Paul menggandeng Aruni dan segera memasuki galeri setelah selesai melewati proses pemeriksaan. Keduanya langsung disambut oleh Inah, Aruni langsung menyerahkan bouquet bunga yang sudah ia persiapkan.

"Hai, kamu pasti Aruni ya? Pacar kamu ini bucin banget sama kamu. Pas menangani kasus aku dulu dia sibuk mikirin kamu yang lagi opening toko bunga kamu." Bisik Inah begitu berjumpa dengan Aruni.

Sekarang Aruni paham, kenapa Paul yang cenderung introvert itu bisa berteman dekat dengan perempuan lain, kembali lagi menurut Aruni, Inah orangnya terlihat asik.

"High quality bucin" Aruni balas berbisik pada Inah dan reaksi perempuan itu tertawa membenarkan apa yang diucapkan oleh Aruni. Inah kemudian pamit untuk menyalami tamu undangan lain dan mempersilahkan Paul dan juga Aruni untuk melihat semua karya seni yang ditampilkan.
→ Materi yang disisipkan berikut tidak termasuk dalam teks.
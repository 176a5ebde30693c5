//! Domain models for the prophylaxis efficacy engine.

mod analysis;
mod evidence;
mod records;

pub use analysis::*;
pub use evidence::*;
pub use records::*;
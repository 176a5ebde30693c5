//! Report wording.
//!
//! All sentences the report can contain live here so the truthfulness rules in
//! [`super::text`] only decide *which* sentence is emitted.

/// Warning for events whose date is inferred from a schedule.
pub const ESTIMATED_DOSES_WARNING: &str = "Some dose dates are schedule-estimated and unconfirmed. \
The actual administration may have happened on a different day.";

/// Warning for sparse diary coverage around the doses.
pub const LIMITED_EVIDENCE_WARNING: &str = "The headache diary around the doses is incomplete. \
The observations below have limited evidential strength.";

/// Closing paragraph of every non-empty report.
pub const CORRELATION_DISCLAIMER: &str = "These observations describe a documented association \
in time only. They do not show that the medication caused any change, and they are not a \
recommendation to change treatment. Please discuss them with the treating physician.";

pub fn report_title(display_name: &str, start: &str, end: &str) -> String {
    format!("Prophylaxis report: {} ({} to {})", display_name, start, end)
}

pub fn no_documented_doses(display_name: &str, start: &str, end: &str) -> String {
    format!(
        "No documented doses of {} were found between {} and {}. \
No statement about the course of headaches around doses can be made for this period.",
        display_name, start, end
    )
}

/// Opening paragraph: how the doses were established and how certain they are.
pub fn evidence_overview(
    display_name: &str,
    event_count: u32,
    distribution: &str,
    confidence_range: &str,
) -> String {
    format!(
        "{} {} of {} identified ({}). Confidence in the dose dates: {}.",
        event_count,
        if event_count == 1 { "dose" } else { "doses" },
        display_name,
        distribution,
        confidence_range
    )
}

pub fn source_share(count: u32, label: &str) -> String {
    format!("{} from {}", count, label)
}

pub fn confidence_range(worst_percent: u32, best_percent: u32) -> String {
    if worst_percent == best_percent {
        format!("{}%", best_percent)
    } else {
        format!("{}% to {}%", worst_percent, best_percent)
    }
}

pub fn clear_change(metric: &str, improved: bool, amount: &str, comparison_count: u32) -> String {
    format!(
        "{} {} by {} on average in the days after a dose compared to the days before ({} {}).",
        capitalize(metric),
        if improved { "decreased" } else { "increased" },
        amount,
        comparison_count,
        if comparison_count == 1 { "dose" } else { "doses" }
    )
}

pub fn no_clear_change(metric: &str) -> String {
    format!(
        "{} showed no clear change between the days before and after the doses.",
        capitalize(metric)
    )
}

/// Hedged improvement when the evidence is too weak for a firm statement.
pub fn possible_improvement(metric: &str, amount: &str) -> String {
    format!(
        "The records may indicate a lower {} after the doses (about {}), \
but the data is not sufficient for a firm statement.",
        metric, amount
    )
}

pub fn percentage_points(delta: f64) -> String {
    format!("{:.0} percentage points", delta.abs() * 100.0)
}

pub fn intensity_points(delta: f64) -> String {
    format!("{:.1} points on the 0-10 scale", delta.abs())
}

pub fn percent(rate: f64) -> String {
    format!("{:.0}%", rate * 100.0)
}

pub fn event_line(
    day: &str,
    time: Option<&str>,
    source_label: &str,
    confidence_percent: u32,
    evidence_count: usize,
    pre_rate: &str,
    post_rate: &str,
) -> String {
    format!(
        "{} {}: {}, confidence {}%, {} evidence {}, headache days {} before / {} after",
        day,
        time.map_or_else(|| "(time not recorded)".to_string(), |t| format!("at {}", t)),
        source_label,
        confidence_percent,
        evidence_count,
        if evidence_count == 1 { "item" } else { "items" },
        pre_rate,
        post_rate
    )
}

pub fn dose_spacing(days_since_previous: i64, typical_interval_days: Option<u32>) -> String {
    match typical_interval_days {
        Some(typical) => format!(
            "{} days after the previous dose (typical interval {} days)",
            days_since_previous, typical
        ),
        None => format!("{} days after the previous dose", days_since_previous),
    }
}

fn capitalize(text: &str) -> String {
    let mut chars = text.chars();
    match chars.next() {
        Some(first) => first.to_uppercase().chain(chars).collect(),
        None => String::new(),
    }
}
//! Property tests for Berlin calendar-day arithmetic.

use chrono::{Datelike, NaiveDate, TimeZone, Utc, Weekday};
use proptest::prelude::*;

use prophylaxis_core::calendar::{add_berlin_days, berlin_day_key, diff_berlin_days, DayKey};

fn is_leap(year: i32) -> bool {
    (year % 4 == 0 && year % 100 != 0) || year % 400 == 0
}

fn last_sunday(year: i32, month: u32) -> NaiveDate {
    let mut day = NaiveDate::from_ymd_opt(year, month, 31).unwrap();
    while day.weekday() != Weekday::Sun {
        day = day.pred_opt().unwrap();
    }
    day
}

fn day_key() -> impl Strategy<Value = String> {
    (1970i32..2100, 1u32..=12, 1u32..=28)
        .prop_map(|(y, m, d)| format!("{:04}-{:02}-{:02}", y, m, d))
}

proptest! {
    #[test]
    fn add_then_diff_is_offset(key in day_key(), offset in -4000i64..4000) {
        let shifted = add_berlin_days(&key, offset).unwrap();
        prop_assert_eq!(diff_berlin_days(&key, &shifted).unwrap(), offset);
    }

    #[test]
    fn add_is_reversible(key in day_key(), offset in -4000i64..4000) {
        let shifted = add_berlin_days(&key, offset).unwrap();
        prop_assert_eq!(add_berlin_days(&shifted, -offset).unwrap(), key);
    }

    #[test]
    fn diff_is_antisymmetric(a in day_key(), b in day_key()) {
        prop_assert_eq!(
            diff_berlin_days(&a, &b).unwrap(),
            -diff_berlin_days(&b, &a).unwrap()
        );
    }

    #[test]
    fn year_span_depends_on_leap_year(year in 1970i32..2100) {
        let start = format!("{:04}-01-01", year);
        let end = format!("{:04}-12-31", year);
        let expected = if is_leap(year) { 365 } else { 364 };
        prop_assert_eq!(diff_berlin_days(&start, &end).unwrap(), expected);
    }

    #[test]
    fn dst_days_shift_by_exactly_one(year in 1996i32..2100) {
        for month in [3, 10] {
            let transition = last_sunday(year, month);
            let before = DayKey::from_date(transition.pred_opt().unwrap()).to_string();
            let after = DayKey::from_date(transition.succ_opt().unwrap()).to_string();

            prop_assert_eq!(add_berlin_days(&before, 1).unwrap(), transition.to_string());
            prop_assert_eq!(add_berlin_days(&before, 2).unwrap(), after.clone());
            prop_assert_eq!(diff_berlin_days(&before, &after).unwrap(), 2);
        }
    }

    #[test]
    fn local_midnight_belongs_to_new_day(year in 1996i32..2100, month in 1u32..=12, day in 1u32..=28) {
        let date = NaiveDate::from_ymd_opt(year, month, day).unwrap();
        let offset = if date > last_sunday(year, 3) && date < last_sunday(year, 10) { 2 } else { 1 };

        // 00:30 Berlin local time, expressed in UTC
        let local_half_past = date.and_hms_opt(0, 30, 0).unwrap() - chrono::Duration::hours(offset);
        let instant = Utc.from_utc_datetime(&local_half_past);
        prop_assert_eq!(berlin_day_key(&instant), date.to_string());
    }
}

#[test]
fn test_known_transitions_2024() {
    // Summer time starts 2024-03-31 and ends 2024-10-27
    assert_eq!(add_berlin_days("2024-03-30", 1).unwrap(), "2024-03-31");
    assert_eq!(add_berlin_days("2024-03-31", 1).unwrap(), "2024-04-01");
    assert_eq!(add_berlin_days("2024-10-27", -1).unwrap(), "2024-10-26");

    let before_switch = Utc.with_ymd_and_hms(2024, 3, 31, 0, 59, 0).unwrap();
    let after_switch = Utc.with_ymd_and_hms(2024, 3, 31, 22, 30, 0).unwrap();
    assert_eq!(berlin_day_key(&before_switch), "2024-03-31");
    assert_eq!(berlin_day_key(&after_switch), "2024-04-01");
}

#[test]
fn test_rejects_malformed_keys() {
    for key in ["2024-2-01", "2024-02-30", "20240201", "", "2024-13-01", "abcd-ef-gh"] {
        assert!(add_berlin_days(key, 1).is_err(), "Key {:?} should be rejected", key);
    }
}
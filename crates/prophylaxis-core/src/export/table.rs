//! Tabular report payload for document export.

use serde::{Deserialize, Serialize};
use sha2::{Digest, Sha256};

use crate::models::{DoseComparison, ProphylaxisAnalysis};

pub const FORMAT_VERSION: &str = "1.0";
pub const HASH_ALGORITHM: &str = "SHA-256";

/// One dose comparison as a flat row.
#[derive(Debug, Clone, Serialize, Deserialize, PartialEq)]
pub struct ReportRow {
    pub day: String,
    pub time: Option<String>,
    /// Dominant evidence source
    pub source: String,
    pub confidence: f64,
    pub evidence_count: u32,
    pub pre_documented_days: u32,
    pub pre_coverage: f64,
    pub pre_headache_rate: f64,
    pub pre_intensity_mean: Option<f64>,
    pub pre_acute_med_rate: f64,
    pub post_documented_days: u32,
    pub post_coverage: f64,
    pub post_headache_rate: f64,
    pub post_intensity_mean: Option<f64>,
    pub post_acute_med_rate: f64,
    pub headache_rate_delta: f64,
    pub intensity_delta: Option<f64>,
    pub acute_med_rate_delta: f64,
}

impl From<&DoseComparison> for ReportRow {
    fn from(comparison: &DoseComparison) -> Self {
        let event = &comparison.event;
        Self {
            day: event.day.to_string(),
            time: event.time_label.clone(),
            source: event.dominant_source.label().to_string(),
            confidence: event.confidence.value(),
            evidence_count: event.evidence.len() as u32,
            pre_documented_days: comparison.pre.documented_days,
            pre_coverage: comparison.pre.coverage,
            pre_headache_rate: comparison.pre.headache_rate,
            pre_intensity_mean: comparison.pre.intensity_mean,
            pre_acute_med_rate: comparison.pre.acute_med_rate,
            post_documented_days: comparison.post.documented_days,
            post_coverage: comparison.post.coverage,
            post_headache_rate: comparison.post.headache_rate,
            post_intensity_mean: comparison.post.intensity_mean,
            post_acute_med_rate: comparison.post.acute_med_rate,
            headache_rate_delta: comparison.headache_rate_delta,
            intensity_delta: comparison.intensity_delta,
            acute_med_rate_delta: comparison.acute_med_rate_delta,
        }
    }
}

/// Report table metadata.
#[derive(Debug, Clone, Serialize, Deserialize, PartialEq)]
pub struct ReportMetadata {
    pub format_version: String,
    pub drug_id: String,
    pub display_name: String,
    pub range_start: String,
    pub range_end: String,
    pub pre_window_days: u32,
    pub post_window_days: u32,
    pub hash_algorithm: String,
    /// Fingerprint of the analysis the table was built from
    pub analysis_hash: String,
}

/// Tabular report: metadata plus one row per dose.
///
/// Carries no export timestamp, so the same analysis always serializes to the
/// same bytes.
#[derive(Debug, Clone, Serialize, Deserialize, PartialEq)]
pub struct ReportTable {
    pub metadata: ReportMetadata,
    pub rows: Vec<ReportRow>,
}

impl ReportTable {
    pub fn from_analysis(analysis: &ProphylaxisAnalysis) -> Result<Self, serde_json::Error> {
        Ok(Self {
            metadata: ReportMetadata {
                format_version: FORMAT_VERSION.to_string(),
                drug_id: analysis.drug_id.clone(),
                display_name: analysis.display_name.clone(),
                range_start: analysis.range.start.to_string(),
                range_end: analysis.range.end.to_string(),
                pre_window_days: analysis.config.pre_window_days,
                post_window_days: analysis.config.post_window_days,
                hash_algorithm: HASH_ALGORITHM.to_string(),
                analysis_hash: analysis_hash(analysis)?,
            },
            rows: analysis.comparisons.iter().map(ReportRow::from).collect(),
        })
    }

    /// Export to JSON.
    pub fn to_json(&self) -> Result<String, serde_json::Error> {
        serde_json::to_string_pretty(self)
    }

    /// Export to CSV format.
    pub fn to_csv(&self) -> String {
        let mut csv = String::new();

        // Header
        csv.push_str("drug_id,day,time,source,confidence,evidence_count,");
        csv.push_str("pre_documented_days,pre_coverage,pre_headache_rate,pre_intensity_mean,pre_acute_med_rate,");
        csv.push_str("post_documented_days,post_coverage,post_headache_rate,post_intensity_mean,post_acute_med_rate,");
        csv.push_str("headache_rate_delta,intensity_delta,acute_med_rate_delta,analysis_hash\n");

        for row in &self.rows {
            csv.push_str(&format!(
                "{},{},{},{},{},{},{},{},{},{},{},{},{},{},{},{},{},{},{},{}\n",
                escape_csv(&self.metadata.drug_id),
                row.day,
                row.time.as_deref().unwrap_or(""),
                escape_csv(&row.source),
                row.confidence,
                row.evidence_count,
                row.pre_documented_days,
                row.pre_coverage,
                row.pre_headache_rate,
                optional(row.pre_intensity_mean),
                row.pre_acute_med_rate,
                row.post_documented_days,
                row.post_coverage,
                row.post_headache_rate,
                optional(row.post_intensity_mean),
                row.post_acute_med_rate,
                row.headache_rate_delta,
                optional(row.intensity_delta),
                row.acute_med_rate_delta,
                self.metadata.analysis_hash,
            ));
        }

        csv
    }
}

/// SHA-256 over the analysis' JSON encoding, hex encoded.
pub fn analysis_hash(analysis: &ProphylaxisAnalysis) -> Result<String, serde_json::Error> {
    let json = serde_json::to_string(analysis)?;
    Ok(hash_data(json.as_bytes()))
}

fn hash_data(data: &[u8]) -> String {
    let mut hasher = Sha256::new();
    hasher.update(data);
    hex::encode(hasher.finalize())
}

fn optional(value: Option<f64>) -> String {
    value.map(|v| v.to_string()).unwrap_or_default()
}

/// Escape a string for CSV output.
fn escape_csv(s: &str) -> String {
    if s.contains(',') || s.contains('"') || s.contains('\n') {
        format!("\"{}\"", s.replace('"', "\"\""))
    } else {
        s.to_string()
    }
}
Satu hal yang baru diketahui Aruni begitupun dengan Paul jika tangan Inah sangatlah ahli dalam melukis, beberapa lukisanya juga sangat detail dan rapi.
Aruni dan Paul terus melangkahkan kakinya melihat satu persatu lukisan yang ada.

"Moiselle, nama yang cantik seperti orangnya. Bagaimana menurutmu?" Tanya Aruni pada kekasihnya. Saat ini mereka tengah berhadapan dengan lukisan besar dengan gambar wajah perempuan cantik yang berwajah oriental.

"Cantik. Tapi menurutku masih tetap cantik kamu."

"Cheesy"

Paul tertawa kecil saat menyadari bahwa Aruni salah tingkah dengan rayuan recehnya.

"Yuk lanjut"

Paul menengok saat ajakannya ditepis oleh Aruni, perempuan itu malah menatap lekat lukisan itu.

"Kenapa?"

"Bentar. Kamu ngerasa nggak sih kalau tatapan Moiselle itu sendu banget?"

"Engga biasa aja, mungkin emang tipe matanya seperti itu. Mata setiap orang kan beda-beda" Paul menatap Aruni dengan heran karena menurutnya lukisan ini biasa saja, memang bagus sih.

"Bukan. Bukan matanya yang aku maksud, tapi aku merasa tatapan dia itu seperti minta tolong."

"Ha?" Paul mencoba melihat kembali tapi ia tidak bisa melihat apapun yang disebutkan oleh Aruni

"Bentar dadaku agak sesek, leherku juga kayak tercekik rasanya." Aruni mencoba berpegangan pada lengan Paul

"Tubuhku rasanya aneh, aku bener-benar merasa kalau Moiselle ini lagi minta tolong. Aku bersedia bantu jika aku bisa, tapi—ah mungkin ini perasaanku saja. Ayo kita lanjut." Aruni langsung menggandeng lengan Paul dan keduanya kembali berjalan.

"Jangan terlalu dipikirkan, memang menurut semua pelukis karyanya menyimpan sebuah cerita, apa aku perlu untuk menemui pelukisnya untuk tau kisah yang selanjutnya?"

Tepat berakhirnya ucapan Paul, tubuh Aruni terhuyung begitu saja. Paul langsung mencoba membangunkan Aruni yang mendadak pingsan.